• _Problem to work on_: The response must reproduce exactly every line of the material below holding the word "device".

• _Records for the task_:
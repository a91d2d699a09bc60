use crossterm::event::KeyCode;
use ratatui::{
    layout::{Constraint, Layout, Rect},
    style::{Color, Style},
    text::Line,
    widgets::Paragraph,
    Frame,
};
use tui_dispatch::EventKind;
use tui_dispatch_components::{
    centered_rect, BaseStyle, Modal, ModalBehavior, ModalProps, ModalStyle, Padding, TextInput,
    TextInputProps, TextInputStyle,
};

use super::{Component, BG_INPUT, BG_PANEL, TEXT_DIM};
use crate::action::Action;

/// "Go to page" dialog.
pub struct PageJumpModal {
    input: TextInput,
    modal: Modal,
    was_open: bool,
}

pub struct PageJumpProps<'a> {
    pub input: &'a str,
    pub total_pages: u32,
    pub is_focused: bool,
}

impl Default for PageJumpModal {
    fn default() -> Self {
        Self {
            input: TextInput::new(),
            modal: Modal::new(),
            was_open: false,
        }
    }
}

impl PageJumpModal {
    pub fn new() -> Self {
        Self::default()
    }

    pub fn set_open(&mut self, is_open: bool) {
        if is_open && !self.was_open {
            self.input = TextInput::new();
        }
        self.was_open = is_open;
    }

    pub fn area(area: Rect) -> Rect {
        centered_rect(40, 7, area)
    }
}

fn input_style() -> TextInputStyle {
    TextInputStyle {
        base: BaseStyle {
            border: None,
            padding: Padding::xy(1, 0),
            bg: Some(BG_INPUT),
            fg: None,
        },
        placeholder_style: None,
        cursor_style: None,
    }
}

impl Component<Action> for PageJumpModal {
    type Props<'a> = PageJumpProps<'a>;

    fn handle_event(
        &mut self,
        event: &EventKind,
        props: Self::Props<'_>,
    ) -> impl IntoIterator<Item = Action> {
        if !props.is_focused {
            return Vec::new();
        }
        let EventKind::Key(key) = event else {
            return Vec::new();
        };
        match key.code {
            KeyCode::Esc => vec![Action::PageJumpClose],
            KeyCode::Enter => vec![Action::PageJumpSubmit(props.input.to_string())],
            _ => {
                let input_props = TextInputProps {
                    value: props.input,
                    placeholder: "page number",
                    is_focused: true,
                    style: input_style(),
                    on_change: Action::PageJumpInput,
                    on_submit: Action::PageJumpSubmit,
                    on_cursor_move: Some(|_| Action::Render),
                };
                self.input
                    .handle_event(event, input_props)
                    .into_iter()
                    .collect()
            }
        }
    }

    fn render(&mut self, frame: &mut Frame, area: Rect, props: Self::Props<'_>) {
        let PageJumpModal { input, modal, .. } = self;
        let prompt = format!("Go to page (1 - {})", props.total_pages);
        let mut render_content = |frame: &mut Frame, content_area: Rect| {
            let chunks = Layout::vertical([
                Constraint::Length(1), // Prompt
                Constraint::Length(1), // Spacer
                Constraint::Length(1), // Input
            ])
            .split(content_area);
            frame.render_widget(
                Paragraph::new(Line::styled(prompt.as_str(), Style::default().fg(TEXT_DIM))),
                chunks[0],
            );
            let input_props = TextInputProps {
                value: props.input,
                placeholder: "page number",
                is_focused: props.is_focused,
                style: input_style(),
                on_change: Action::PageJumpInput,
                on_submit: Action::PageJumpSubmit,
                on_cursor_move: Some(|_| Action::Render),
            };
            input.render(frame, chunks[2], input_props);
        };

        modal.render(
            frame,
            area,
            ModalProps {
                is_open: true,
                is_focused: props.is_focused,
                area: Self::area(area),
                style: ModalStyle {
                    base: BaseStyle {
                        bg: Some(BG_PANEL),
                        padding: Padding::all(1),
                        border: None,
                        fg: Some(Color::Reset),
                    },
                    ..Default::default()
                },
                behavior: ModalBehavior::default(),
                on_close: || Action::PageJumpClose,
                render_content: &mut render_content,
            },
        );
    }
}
* * *
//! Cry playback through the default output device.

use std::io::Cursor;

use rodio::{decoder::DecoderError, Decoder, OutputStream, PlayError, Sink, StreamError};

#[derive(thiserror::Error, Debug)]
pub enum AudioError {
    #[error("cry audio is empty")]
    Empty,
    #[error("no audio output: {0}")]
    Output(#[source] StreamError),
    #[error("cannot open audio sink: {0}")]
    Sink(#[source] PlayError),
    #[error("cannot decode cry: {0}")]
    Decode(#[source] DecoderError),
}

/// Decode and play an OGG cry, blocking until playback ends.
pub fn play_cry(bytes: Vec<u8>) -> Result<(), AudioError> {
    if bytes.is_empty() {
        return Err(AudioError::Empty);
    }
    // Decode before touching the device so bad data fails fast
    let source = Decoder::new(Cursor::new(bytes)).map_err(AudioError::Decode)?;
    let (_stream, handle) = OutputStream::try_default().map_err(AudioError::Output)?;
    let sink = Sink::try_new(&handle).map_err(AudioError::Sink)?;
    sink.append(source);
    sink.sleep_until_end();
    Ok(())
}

• _Solution for this exercise_:
//! Cry playback through the default output device.
    // Decode before touching the device so bad data fails fast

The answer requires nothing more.